Stored items
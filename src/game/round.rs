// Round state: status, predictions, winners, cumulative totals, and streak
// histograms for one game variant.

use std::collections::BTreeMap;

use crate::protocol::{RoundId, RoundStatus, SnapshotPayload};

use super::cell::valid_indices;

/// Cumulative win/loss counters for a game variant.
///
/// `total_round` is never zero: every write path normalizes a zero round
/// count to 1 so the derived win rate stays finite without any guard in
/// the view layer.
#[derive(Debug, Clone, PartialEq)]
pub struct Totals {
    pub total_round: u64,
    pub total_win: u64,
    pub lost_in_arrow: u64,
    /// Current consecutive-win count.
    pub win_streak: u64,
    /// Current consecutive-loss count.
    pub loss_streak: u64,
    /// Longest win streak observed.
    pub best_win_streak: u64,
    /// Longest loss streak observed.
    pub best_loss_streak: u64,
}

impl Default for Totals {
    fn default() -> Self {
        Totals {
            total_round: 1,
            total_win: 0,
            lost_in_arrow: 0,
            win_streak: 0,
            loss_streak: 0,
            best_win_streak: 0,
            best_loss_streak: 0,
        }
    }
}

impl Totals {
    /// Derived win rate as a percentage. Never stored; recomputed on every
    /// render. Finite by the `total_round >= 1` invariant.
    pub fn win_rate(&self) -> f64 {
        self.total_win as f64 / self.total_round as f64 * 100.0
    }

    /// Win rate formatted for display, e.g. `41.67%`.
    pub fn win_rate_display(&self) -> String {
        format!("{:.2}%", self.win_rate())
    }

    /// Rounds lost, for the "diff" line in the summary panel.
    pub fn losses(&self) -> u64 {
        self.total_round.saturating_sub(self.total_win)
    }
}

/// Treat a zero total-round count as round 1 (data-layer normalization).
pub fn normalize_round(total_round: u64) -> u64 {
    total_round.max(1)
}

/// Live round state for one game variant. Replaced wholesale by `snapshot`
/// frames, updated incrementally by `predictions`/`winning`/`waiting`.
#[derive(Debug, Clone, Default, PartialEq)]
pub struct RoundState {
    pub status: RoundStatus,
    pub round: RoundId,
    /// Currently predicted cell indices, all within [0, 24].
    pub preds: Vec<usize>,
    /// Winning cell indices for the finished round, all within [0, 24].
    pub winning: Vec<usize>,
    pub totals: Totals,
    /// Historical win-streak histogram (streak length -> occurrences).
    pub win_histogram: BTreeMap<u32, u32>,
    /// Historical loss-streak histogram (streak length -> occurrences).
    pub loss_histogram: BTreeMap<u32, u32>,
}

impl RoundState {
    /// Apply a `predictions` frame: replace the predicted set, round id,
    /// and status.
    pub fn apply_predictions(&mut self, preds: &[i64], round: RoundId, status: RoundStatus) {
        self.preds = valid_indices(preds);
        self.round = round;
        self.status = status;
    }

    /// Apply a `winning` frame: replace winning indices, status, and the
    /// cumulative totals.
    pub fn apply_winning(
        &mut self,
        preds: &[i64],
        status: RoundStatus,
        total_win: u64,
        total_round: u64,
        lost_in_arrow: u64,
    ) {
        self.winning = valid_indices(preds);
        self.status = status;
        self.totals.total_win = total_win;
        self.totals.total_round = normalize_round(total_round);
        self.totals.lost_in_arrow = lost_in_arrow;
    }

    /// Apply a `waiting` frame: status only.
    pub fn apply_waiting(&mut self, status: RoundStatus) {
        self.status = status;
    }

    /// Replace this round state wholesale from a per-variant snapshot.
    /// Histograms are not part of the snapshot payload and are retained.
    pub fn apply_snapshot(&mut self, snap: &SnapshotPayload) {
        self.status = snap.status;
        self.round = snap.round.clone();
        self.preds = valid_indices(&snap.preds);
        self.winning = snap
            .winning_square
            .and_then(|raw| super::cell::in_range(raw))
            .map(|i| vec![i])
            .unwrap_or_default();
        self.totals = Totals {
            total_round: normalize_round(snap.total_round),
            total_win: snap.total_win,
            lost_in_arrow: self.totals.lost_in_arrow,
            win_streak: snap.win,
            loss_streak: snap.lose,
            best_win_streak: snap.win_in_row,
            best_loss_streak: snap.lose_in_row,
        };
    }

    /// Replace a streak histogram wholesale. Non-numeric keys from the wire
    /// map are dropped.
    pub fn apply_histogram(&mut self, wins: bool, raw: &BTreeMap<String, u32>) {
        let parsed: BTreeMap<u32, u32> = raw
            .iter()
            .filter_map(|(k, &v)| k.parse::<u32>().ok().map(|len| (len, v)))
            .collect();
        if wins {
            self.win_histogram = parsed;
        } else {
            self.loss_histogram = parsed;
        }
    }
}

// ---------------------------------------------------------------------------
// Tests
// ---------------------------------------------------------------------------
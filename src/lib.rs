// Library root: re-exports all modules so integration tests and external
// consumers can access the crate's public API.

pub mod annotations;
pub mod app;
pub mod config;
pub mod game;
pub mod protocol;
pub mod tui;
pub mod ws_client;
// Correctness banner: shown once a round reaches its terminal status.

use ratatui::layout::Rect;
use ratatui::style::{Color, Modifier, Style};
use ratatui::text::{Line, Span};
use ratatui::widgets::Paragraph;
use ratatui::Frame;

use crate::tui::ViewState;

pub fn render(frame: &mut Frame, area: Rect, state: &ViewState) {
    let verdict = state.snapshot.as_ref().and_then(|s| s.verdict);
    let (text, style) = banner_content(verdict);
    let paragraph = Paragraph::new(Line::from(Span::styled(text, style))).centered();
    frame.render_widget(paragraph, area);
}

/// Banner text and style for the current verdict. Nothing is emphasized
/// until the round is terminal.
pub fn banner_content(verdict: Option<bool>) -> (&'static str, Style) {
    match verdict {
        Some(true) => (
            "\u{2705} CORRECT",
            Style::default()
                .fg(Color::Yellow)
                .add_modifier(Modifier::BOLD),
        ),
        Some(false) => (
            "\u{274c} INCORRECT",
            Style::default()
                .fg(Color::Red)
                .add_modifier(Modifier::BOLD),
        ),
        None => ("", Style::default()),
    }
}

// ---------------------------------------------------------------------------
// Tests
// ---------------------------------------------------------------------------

==

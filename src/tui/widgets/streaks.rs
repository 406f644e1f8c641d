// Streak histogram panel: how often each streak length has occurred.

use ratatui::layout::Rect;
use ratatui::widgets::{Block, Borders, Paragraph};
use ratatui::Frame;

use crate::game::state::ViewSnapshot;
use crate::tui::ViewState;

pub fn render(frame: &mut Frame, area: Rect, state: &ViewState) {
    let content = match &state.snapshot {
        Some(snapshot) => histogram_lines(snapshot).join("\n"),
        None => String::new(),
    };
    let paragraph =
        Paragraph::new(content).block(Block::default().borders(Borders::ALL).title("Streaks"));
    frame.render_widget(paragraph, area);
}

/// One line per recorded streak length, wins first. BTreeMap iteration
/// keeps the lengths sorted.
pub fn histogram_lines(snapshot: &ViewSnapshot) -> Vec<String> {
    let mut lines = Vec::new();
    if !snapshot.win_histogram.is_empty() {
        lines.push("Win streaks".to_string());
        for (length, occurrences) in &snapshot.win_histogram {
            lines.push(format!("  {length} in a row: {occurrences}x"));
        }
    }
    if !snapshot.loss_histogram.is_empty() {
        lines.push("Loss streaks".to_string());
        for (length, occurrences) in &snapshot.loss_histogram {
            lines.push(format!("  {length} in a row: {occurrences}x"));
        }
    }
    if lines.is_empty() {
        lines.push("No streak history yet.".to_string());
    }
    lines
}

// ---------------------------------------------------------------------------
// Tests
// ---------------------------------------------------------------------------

==

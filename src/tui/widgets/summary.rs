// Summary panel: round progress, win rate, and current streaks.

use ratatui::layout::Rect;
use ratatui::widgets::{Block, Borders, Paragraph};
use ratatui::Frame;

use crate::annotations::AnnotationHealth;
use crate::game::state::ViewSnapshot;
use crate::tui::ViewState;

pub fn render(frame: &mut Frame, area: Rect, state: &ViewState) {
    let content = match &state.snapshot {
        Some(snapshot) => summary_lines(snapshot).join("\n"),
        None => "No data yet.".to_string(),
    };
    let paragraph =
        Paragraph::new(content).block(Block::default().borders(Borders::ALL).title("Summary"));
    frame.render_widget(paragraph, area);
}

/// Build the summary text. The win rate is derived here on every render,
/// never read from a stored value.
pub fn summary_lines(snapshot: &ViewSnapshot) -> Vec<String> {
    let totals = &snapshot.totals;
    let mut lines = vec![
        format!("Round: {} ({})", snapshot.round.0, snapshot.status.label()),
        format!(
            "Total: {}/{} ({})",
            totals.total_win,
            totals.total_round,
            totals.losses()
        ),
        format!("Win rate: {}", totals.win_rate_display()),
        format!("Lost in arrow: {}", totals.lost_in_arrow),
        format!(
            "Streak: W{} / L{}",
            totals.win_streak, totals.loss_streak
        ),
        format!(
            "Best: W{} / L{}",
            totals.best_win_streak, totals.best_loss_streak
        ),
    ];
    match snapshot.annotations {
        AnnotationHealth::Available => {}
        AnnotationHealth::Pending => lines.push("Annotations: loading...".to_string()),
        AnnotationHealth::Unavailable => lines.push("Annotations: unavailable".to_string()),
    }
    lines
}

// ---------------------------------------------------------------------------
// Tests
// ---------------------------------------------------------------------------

Task objective:
Among the records, find each line where the word "title" occurs, and copy it.

Answer area:
        Paragraph::new(content).block(Block::default().borders(Borders::ALL).title("Streaks"));
        Paragraph::new(content).block(Block::default().borders(Borders::ALL).title("Summary"));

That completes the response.